• What is needed
Write down every entry once more, exactly as it reads.

• Stored records
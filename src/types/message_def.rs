use std::collections::BTreeMap;

use serde::{Deserialize, Serialize};

use crate::types::signal_def::SignalDefinition;

/// Bus message defined in the catalog.
///
/// Holds the message `name`, the declared payload length (`byte_length`) and
/// the signal layout. Signals are keyed by name; the map is ordered so that
/// iteration (and therefore decoded output) is deterministic.
#[derive(Clone, Debug, Default, PartialEq, Serialize, Deserialize)]
pub struct MessageDefinition {
    /// Message name.
    pub name: String,
    /// Declared payload length in bytes.
    pub byte_length: u16,
    /// Signals composing this message, keyed by signal name.
    /// A repeated name replaces the earlier definition (last parsed wins).
    pub signals: BTreeMap<String, SignalDefinition>,
}

impl MessageDefinition {
    pub fn new(name: &str, byte_length: u16) -> Self {
        MessageDefinition {
            name: name.to_string(),
            byte_length,
            signals: BTreeMap::new(),
        }
    }

    /// Attaches a signal, replacing any earlier definition with the same name.
    pub fn add_signal(&mut self, signal: SignalDefinition) {
        self.signals.insert(signal.name.clone(), signal);
    }
}

#[cfg(test)]
mod tests {
    use super::*;

    #[test]
    fn add_signal_last_occurrence_wins() {
        let mut msg = MessageDefinition::new("ENGINE_DATA", 8);
        msg.add_signal(SignalDefinition {
            name: "RPM".to_string(),
            factor: 1.0,
            ..Default::default()
        });
        msg.add_signal(SignalDefinition {
            name: "RPM".to_string(),
            factor: 0.25,
            ..Default::default()
        });

        assert_eq!(msg.signals.len(), 1);
        assert_eq!(msg.signals["RPM"].factor, 0.25);
    }

    #[test]
    fn signal_iteration_is_name_ordered() {
        let mut msg = MessageDefinition::new("M", 8);
        for name in ["Zeta", "Alpha", "Mid"] {
            msg.add_signal(SignalDefinition {
                name: name.to_string(),
                ..Default::default()
            });
        }
        let names: Vec<&str> = msg.signals.keys().map(String::as_str).collect();
        assert_eq!(names, vec!["Alpha", "Mid", "Zeta"]);
    }
}
use std::io;
use thiserror::Error;

/// Errors produced while loading a catalog document from disk.
///
/// Parsing itself is total (malformed lines are skipped); only acquiring the
/// text can fail.
#[derive(Debug, Error)]
pub enum MatrixReadError {
    #[error("Not a valid .dbc file: {path}")]
    InvalidExtension { path: String },
    #[error("Failed to open '{path}'. \nError: {source}")]
    OpenFile {
        path: String,
        #[source]
        source: io::Error,
    },
    #[error("Failed while reading '{path}'. \nError: {source}")]
    Read {
        path: String,
        #[source]
        source: io::Error,
    },
}

/// Errors produced while loading a trace document from disk.
#[derive(Debug, Error)]
pub enum TraceReadError {
    #[error("Failed to open '{path}'. \nError: {source}")]
    OpenFile {
        path: String,
        #[source]
        source: io::Error,
    },
    #[error("Failed while reading '{path}'. \nError: {source}")]
    Read {
        path: String,
        #[source]
        source: io::Error,
    },
}
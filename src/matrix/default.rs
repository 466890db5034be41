use std::sync::LazyLock;

use crate::matrix::parse;
use crate::types::matrix::CanMatrix;

/// Bundled catalog document, embedded at compile time.
const DEFAULT_CATALOG: &str = include_str!("default_matrix.dbc");

static DEFAULT_MATRIX: LazyLock<CanMatrix> = LazyLock::new(|| parse::from_text(DEFAULT_CATALOG));

/// The bundled default catalog, for callers that supply none of their own.
///
/// Built once per process on first use and immutable afterwards.
pub fn default_matrix() -> &'static CanMatrix {
    &DEFAULT_MATRIX
}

• Written solution
filename src/types/message_def.rs
use std::collections::BTreeMap;

use serde::{Deserialize, Serialize};

use crate::types::signal_def::SignalDefinition;

/// Bus message defined in the catalog.
///
/// Holds the message `name`, the declared payload length (`byte_length`) and
/// the signal layout. Signals are keyed by name; the map is ordered so that
/// iteration (and therefore decoded output) is deterministic.
#[derive(Clone, Debug, Default, PartialEq, Serialize, Deserialize)]
pub struct MessageDefinition {
    /// Message name.
    pub name: String,
    /// Declared payload length in bytes.
    pub byte_length: u16,
    /// Signals composing this message, keyed by signal name.
    /// A repeated name replaces the earlier definition (last parsed wins).
    pub signals: BTreeMap<String, SignalDefinition>,
}

impl MessageDefinition {
    pub fn new(name: &str, byte_length: u16) -> Self {
        MessageDefinition {
            name: name.to_string(),
            byte_length,
            signals: BTreeMap::new(),
        }
    }

    /// Attaches a signal, replacing any earlier definition with the same name.
    pub fn add_signal(&mut self, signal: SignalDefinition) {
        self.signals.insert(signal.name.clone(), signal);
    }
}

#[cfg(test)]
mod tests {
    use super::*;

    #[test]
    fn add_signal_last_occurrence_wins() {
        let mut msg = MessageDefinition::new("ENGINE_DATA", 8);
        msg.add_signal(SignalDefinition {
            name: "RPM".to_string(),
            factor: 1.0,
            ..Default::default()
        });
        msg.add_signal(SignalDefinition {
            name: "RPM".to_string(),
            factor: 0.25,
            ..Default::default()
        });

        assert_eq!(msg.signals.len(), 1);
        assert_eq!(msg.signals["RPM"].factor, 0.25);
    }

    #[test]
    fn signal_iteration_is_name_ordered() {
        let mut msg = MessageDefinition::new("M", 8);
        for name in ["Zeta", "Alpha", "Mid"] {
            msg.add_signal(SignalDefinition {
                name: name.to_string(),
                ..Default::default()
            });
        }
        let names: Vec<&str> = msg.signals.keys().map(String::as_str).collect();
        assert_eq!(names, vec!["Alpha", "Mid", "Zeta"]);
    }
}
use std::io;
use thiserror::Error;

/// Errors produced while loading a catalog document from disk.
///
/// Parsing itself is total (malformed lines are skipped); only acquiring the
/// text can fail.
#[derive(Debug, Error)]
pub enum MatrixReadError {
    #[error("Not a valid .dbc file: {path}")]
    InvalidExtension { path: String },
    #[error("Failed to open '{path}'. \nError: {source}")]
    OpenFile {
        path: String,
        #[source]
        source: io::Error,
    },
    #[error("Failed while reading '{path}'. \nError: {source}")]
    Read {
        path: String,
        #[source]
        source: io::Error,
    },
}

/// Errors produced while loading a trace document from disk.
#[derive(Debug, Error)]
pub enum TraceReadError {
    #[error("Failed to open '{path}'. \nError: {source}")]
    OpenFile {
        path: String,
        #[source]
        source: io::Error,
    },
    #[error("Failed while reading '{path}'. \nError: {source}")]
    Read {
        path: String,
        #[source]
        source: io::Error,
    },
}
filename src/matrix/default.rs
repository 466890db5034be41
use std::sync::LazyLock;

use crate::matrix::parse;
use crate::types::matrix::CanMatrix;

/// Bundled catalog document, embedded at compile time.
const DEFAULT_CATALOG: &str = include_str!("default_matrix.dbc");

static DEFAULT_MATRIX: LazyLock<CanMatrix> = LazyLock::new(|| parse::from_text(DEFAULT_CATALOG));

/// The bundled default catalog, for callers that supply none of their own.
///
/// Built once per process on first use and immutable afterwards.
pub fn default_matrix() -> &'static CanMatrix {
    &DEFAULT_MATRIX
}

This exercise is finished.